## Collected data
=== Begin Enclosure ===

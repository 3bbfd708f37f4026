// processor.rs - Turns a chat message into YouTube summaries
// For every distinct link: announce work (with a fun fact) unless cached, then
// cache hit -> transcript -> backend -> cache store, replying per link.

use std::sync::Arc;
use async_trait::async_trait;
use log::{debug, info, warn};
use thiserror::Error;
use uuid::Uuid;

use crate::backends::{BackendRegistry, SummarizationError};
use crate::youtube::cache::SummaryCache;
use crate::youtube::facts::{fact_within, FactSource, FACT_TIMEOUT};
use crate::youtube::links::{extract_links, ExtractedLink, VideoId};
use crate::youtube::transcript::{BoxError, TranscriptError, TranscriptFetcher};

/// Where replies go. The chat adapter decides how Markdown is delivered.
#[async_trait]
pub trait Conversation: Send + Sync {
    async fn send_markdown(&self, content: &str) -> Result<(), BoxError>;
}

#[derive(Debug, Clone, Copy, Default, PartialEq, Eq)]
pub struct ProcessOptions {
    /// Process at most this many links. `None` and `Some(0)` mean no cap.
    pub max_links: Option<usize>,
}

#[derive(Debug, Clone, Copy, Default, PartialEq, Eq)]
pub struct ProcessOutcome {
    pub found: usize,
    pub processed: usize,
}

#[derive(Debug, Error)]
pub enum VideoError {
    #[error(transparent)]
    Transcript(#[from] TranscriptError),
    #[error(transparent)]
    Summarization(#[from] SummarizationError),
}

#[derive(Debug, Clone, PartialEq, Eq)]
pub struct VideoSummary {
    pub summary: String,
    pub cached: bool,
}

pub struct VideoSummarizer {
    cache: Arc<SummaryCache>,
    transcripts: TranscriptFetcher,
    backends: Arc<BackendRegistry>,
    facts: Arc<dyn FactSource>,
}

impl VideoSummarizer {
    pub fn new(
        cache: Arc<SummaryCache>,
        transcripts: TranscriptFetcher,
        backends: Arc<BackendRegistry>,
        facts: Arc<dyn FactSource>,
    ) -> Self {
        Self {
            cache,
            transcripts,
            backends,
            facts,
        }
    }

    pub fn cache(&self) -> &Arc<SummaryCache> {
        &self.cache
    }

    pub fn backends(&self) -> &Arc<BackendRegistry> {
        &self.backends
    }

    /// Finds YouTube links in `text` and replies to `conversation` for each
    /// one, in order. Per-link failures become error replies; only a failed
    /// send aborts the run.
    pub async fn process(
        &self,
        text: &str,
        conversation: &dyn Conversation,
        options: ProcessOptions,
    ) -> Result<ProcessOutcome, BoxError> {
        let links = extract_links(text);
        if links.is_empty() {
            return Ok(ProcessOutcome::default());
        }

        let selected: &[ExtractedLink] = match options.max_links {
            Some(max) if max > 0 => &links[..max.min(links.len())],
            _ => &links,
        };

        let run_id = Uuid::new_v4();
        info!("🆔 Summary run {}: {} link(s) found, {} selected", run_id, links.len(), selected.len());

        for link in selected {
            if !self.cache.has(link.video_id.as_str()) {
                let fact = fact_within(self.facts.as_ref(), FACT_TIMEOUT).await;
                conversation.send_markdown(&processing_notice(fact.as_deref())).await?;
            }

            let reply = match self.summarize_video(&link.video_id).await {
                Ok(result) => {
                    info!("✅ [{}] Summary ready for {} (cached: {})", run_id, link.video_id, result.cached);
                    summary_reply(&result, &link.url)
                }
                Err(e) => {
                    warn!("❌ [{}] Could not summarize {}: {}", run_id, link.video_id, e);
                    error_reply(&e.to_string(), &link.url)
                }
            };

            conversation.send_markdown(&reply).await?;
        }

        Ok(ProcessOutcome {
            found: links.len(),
            processed: selected.len(),
        })
    }

    pub async fn summarize_video(&self, video_id: &VideoId) -> Result<VideoSummary, VideoError> {
        if let Some(summary) = self.cache.get(video_id.as_str()) {
            debug!("💾 Cache hit for {}", video_id);
            return Ok(VideoSummary { summary, cached: true });
        }

        let transcript = self.transcripts.fetch(video_id.as_str()).await?;

        let backend = self
            .backends
            .current()
            .map_err(|e| SummarizationError::api_error(e.to_string()))?;
        let summary = backend.summarize(&transcript, video_id.as_str()).await?;

        self.cache.set(video_id.as_str(), summary.clone());
        Ok(VideoSummary { summary, cached: false })
    }
}

pub fn processing_notice(fact: Option<&str>) -> String {
    match fact {
        Some(fact) => format!("Processing video... 🤓\n\n💡 **Did you know?** {}", fact),
        None => "Processing video... 🤓".to_string(),
    }
}

pub fn error_reply(error: &str, url: &str) -> String {
    format!("**Error:** {}\n\n*Video: {}*", error, url)
}

pub fn summary_reply(result: &VideoSummary, url: &str) -> String {
    let cached_label = if result.cached { " (cached)" } else { "" };
    format!("**Video Summary**{}\n\n{}\n\n---\n*Video: {}*", cached_label, result.summary, url)
}

#[cfg(test)]
mod tests {
    use super::*;
    use std::collections::HashMap;
    use std::sync::atomic::{AtomicUsize, Ordering};
    use std::sync::Mutex;
    use std::time::Duration;
    use crate::backends::{BackendKind, SummarizationErrorCode, SummarizerBackend};
    use crate::config::Env;
    use crate::youtube::transcript::{TranscriptSegment, TranscriptSource};

    #[derive(Default)]
    struct RecordingConversation {
        sent: Mutex<Vec<String>>,
    }

    impl RecordingConversation {
        fn sent(&self) -> Vec<String> {
            self.sent.lock().unwrap().clone()
        }
    }

    #[async_trait]
    impl Conversation for RecordingConversation {
        async fn send_markdown(&self, content: &str) -> Result<(), BoxError> {
            self.sent.lock().unwrap().push(content.to_string());
            Ok(())
        }
    }

    struct BrokenConversation;

    #[async_trait]
    impl Conversation for BrokenConversation {
        async fn send_markdown(&self, _content: &str) -> Result<(), BoxError> {
            Err("channel gone".into())
        }
    }

    #[derive(Default)]
    struct FakeTranscripts {
        failures: HashMap<String, String>,
        calls: AtomicUsize,
    }

    #[async_trait]
    impl TranscriptSource for FakeTranscripts {
        async fn fetch_segments(&self, video_id: &str) -> Result<Vec<TranscriptSegment>, BoxError> {
            self.calls.fetch_add(1, Ordering::SeqCst);
            if let Some(raw) = self.failures.get(video_id) {
                return Err(raw.clone().into());
            }
            Ok(vec![TranscriptSegment {
                text: format!("transcript of {}", video_id),
                duration: 3.0,
                offset: 0.0,
            }])
        }
    }

    struct FakeBackend {
        failure: Option<SummarizationError>,
        calls: AtomicUsize,
    }

    #[async_trait]
    impl SummarizerBackend for FakeBackend {
        fn kind(&self) -> BackendKind {
            BackendKind::OpenAi
        }

        fn model(&self) -> &str {
            "fake"
        }

        async fn summarize(&self, transcript: &str, video_id: &str) -> Result<String, SummarizationError> {
            self.calls.fetch_add(1, Ordering::SeqCst);
            match &self.failure {
                Some(err) => Err(err.clone()),
                None => Ok(format!("S({}): {}", video_id, transcript)),
            }
        }
    }

    struct FixedFact(Option<&'static str>);

    #[async_trait]
    impl FactSource for FixedFact {
        async fn random_fact(&self) -> Option<String> {
            self.0.map(str::to_string)
        }
    }

    struct Harness {
        summarizer: VideoSummarizer,
        transcripts: Arc<FakeTranscripts>,
        backend: Arc<FakeBackend>,
    }

    fn harness(
        transcripts: FakeTranscripts,
        failure: Option<SummarizationError>,
        fact: Option<&'static str>,
    ) -> Harness {
        let transcripts = Arc::new(transcripts);
        let backend = Arc::new(FakeBackend { failure, calls: AtomicUsize::new(0) });
        let registry = BackendRegistry::with_backend(Env::from_pairs(&[]), backend.clone());
        let summarizer = VideoSummarizer::new(
            Arc::new(SummaryCache::new(Duration::from_secs(3600))),
            TranscriptFetcher::new(transcripts.clone()),
            Arc::new(registry),
            Arc::new(FixedFact(fact)),
        );
        Harness { summarizer, transcripts, backend }
    }

    #[tokio::test]
    async fn test_first_request_then_cached() {
        let h = harness(FakeTranscripts::default(), None, None);
        let text = "check this out https://youtu.be/dQw4w9WgXcQ";

        let first = RecordingConversation::default();
        let outcome = h.summarizer.process(text, &first, ProcessOptions::default()).await.unwrap();
        assert_eq!(outcome, ProcessOutcome { found: 1, processed: 1 });
        assert_eq!(
            first.sent(),
            vec![
                "Processing video... 🤓".to_string(),
                "**Video Summary**\n\nS(dQw4w9WgXcQ): transcript of dQw4w9WgXcQ\n\n---\n*Video: https://youtu.be/dQw4w9WgXcQ*".to_string(),
            ]
        );

        let second = RecordingConversation::default();
        let outcome = h.summarizer.process(text, &second, ProcessOptions::default()).await.unwrap();
        assert_eq!(outcome, ProcessOutcome { found: 1, processed: 1 });
        assert_eq!(second.sent().len(), 1, "no processing notice for a cached video");
        assert!(second.sent()[0].starts_with("**Video Summary** (cached)\n\n"));

        assert_eq!(h.transcripts.calls.load(Ordering::SeqCst), 1);
        assert_eq!(h.backend.calls.load(Ordering::SeqCst), 1);
    }

    #[tokio::test]
    async fn test_unavailable_video_reports_error() {
        let mut transcripts = FakeTranscripts::default();
        transcripts
            .failures
            .insert("aaaaaaaaaaa".to_string(), "Video unavailable".to_string());
        let h = harness(transcripts, None, None);

        let conversation = RecordingConversation::default();
        let outcome = h
            .summarizer
            .process("https://www.youtube.com/watch?v=aaaaaaaaaaa", &conversation, ProcessOptions::default())
            .await
            .unwrap();

        assert_eq!(outcome, ProcessOutcome { found: 1, processed: 1 });
        let sent = conversation.sent();
        assert_eq!(sent.len(), 2);
        assert_eq!(
            sent[1],
            "**Error:** Video is unavailable or private.\n\n*Video: https://www.youtube.com/watch?v=aaaaaaaaaaa*"
        );
        assert_eq!(h.backend.calls.load(Ordering::SeqCst), 0);
        assert_eq!(h.summarizer.cache().size(), 0);
    }

    #[tokio::test]
    async fn test_no_links_sends_nothing() {
        let h = harness(FakeTranscripts::default(), None, Some("unused"));
        let conversation = RecordingConversation::default();
        let outcome = h
            .summarizer
            .process("nothing to see here", &conversation, ProcessOptions::default())
            .await
            .unwrap();
        assert_eq!(outcome, ProcessOutcome { found: 0, processed: 0 });
        assert!(conversation.sent().is_empty());
    }

    #[tokio::test]
    async fn test_max_links_caps_in_order() {
        let h = harness(FakeTranscripts::default(), None, None);
        let text = "youtu.be/aaaaaaaaaaa youtu.be/bbbbbbbbbbb youtu.be/ccccccccccc";

        let conversation = RecordingConversation::default();
        let outcome = h
            .summarizer
            .process(text, &conversation, ProcessOptions { max_links: Some(1) })
            .await
            .unwrap();
        assert_eq!(outcome, ProcessOutcome { found: 3, processed: 1 });
        assert!(conversation.sent()[1].contains("S(aaaaaaaaaaa)"));

        let conversation = RecordingConversation::default();
        let outcome = h
            .summarizer
            .process(text, &conversation, ProcessOptions { max_links: Some(0) })
            .await
            .unwrap();
        assert_eq!(outcome, ProcessOutcome { found: 3, processed: 3 });
    }

    #[tokio::test]
    async fn test_summarization_failure_continues_with_next_link() {
        let failure = SummarizationError::classify(BackendKind::OpenAi, "429 Too Many Requests");
        let h = harness(FakeTranscripts::default(), Some(failure), None);

        let conversation = RecordingConversation::default();
        let outcome = h
            .summarizer
            .process("youtu.be/aaaaaaaaaaa and youtu.be/bbbbbbbbbbb", &conversation, ProcessOptions::default())
            .await
            .unwrap();

        assert_eq!(outcome, ProcessOutcome { found: 2, processed: 2 });
        let sent = conversation.sent();
        assert_eq!(sent.len(), 4);
        assert_eq!(
            sent[1],
            "**Error:** Rate limited by OpenAI. Please try again later.\n\n*Video: youtu.be/aaaaaaaaaaa*"
        );
        assert!(sent[3].ends_with("*Video: youtu.be/bbbbbbbbbbb*"));
        assert_eq!(h.summarizer.cache().size(), 0);
    }

    #[tokio::test]
    async fn test_fact_appended_when_available() {
        let h = harness(FakeTranscripts::default(), None, Some("Octopuses have three hearts."));
        let conversation = RecordingConversation::default();
        h.summarizer
            .process("youtu.be/dQw4w9WgXcQ", &conversation, ProcessOptions::default())
            .await
            .unwrap();
        assert_eq!(
            conversation.sent()[0],
            "Processing video... 🤓\n\n💡 **Did you know?** Octopuses have three hearts."
        );
    }

    #[tokio::test]
    async fn test_missing_backend_reported_per_link() {
        let summarizer = VideoSummarizer::new(
            Arc::new(SummaryCache::new(Duration::from_secs(3600))),
            TranscriptFetcher::new(Arc::new(FakeTranscripts::default())),
            Arc::new(BackendRegistry::from_env(Env::from_pairs(&[]))),
            Arc::new(FixedFact(None)),
        );

        let err = summarizer
            .summarize_video(&VideoId::parse("dQw4w9WgXcQ").unwrap())
            .await
            .unwrap_err();
        match err {
            VideoError::Summarization(e) => {
                assert_eq!(e.code, SummarizationErrorCode::ApiError);
                assert_eq!(e.message, "OPENAI_API_KEY environment variable is required for OpenAI backend.");
            }
            other => panic!("unexpected error: {:?}", other),
        }
    }

    #[tokio::test]
    async fn test_send_failure_propagates() {
        let h = harness(FakeTranscripts::default(), None, None);
        let result = h
            .summarizer
            .process("youtu.be/dQw4w9WgXcQ", &BrokenConversation, ProcessOptions::default())
            .await;
        assert!(result.is_err());
    }
}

=== End Enclosure ===

## Task brief
One number is the full answer: how many lines of the records include the string "VideoSummarizer".

## Answer for the task
5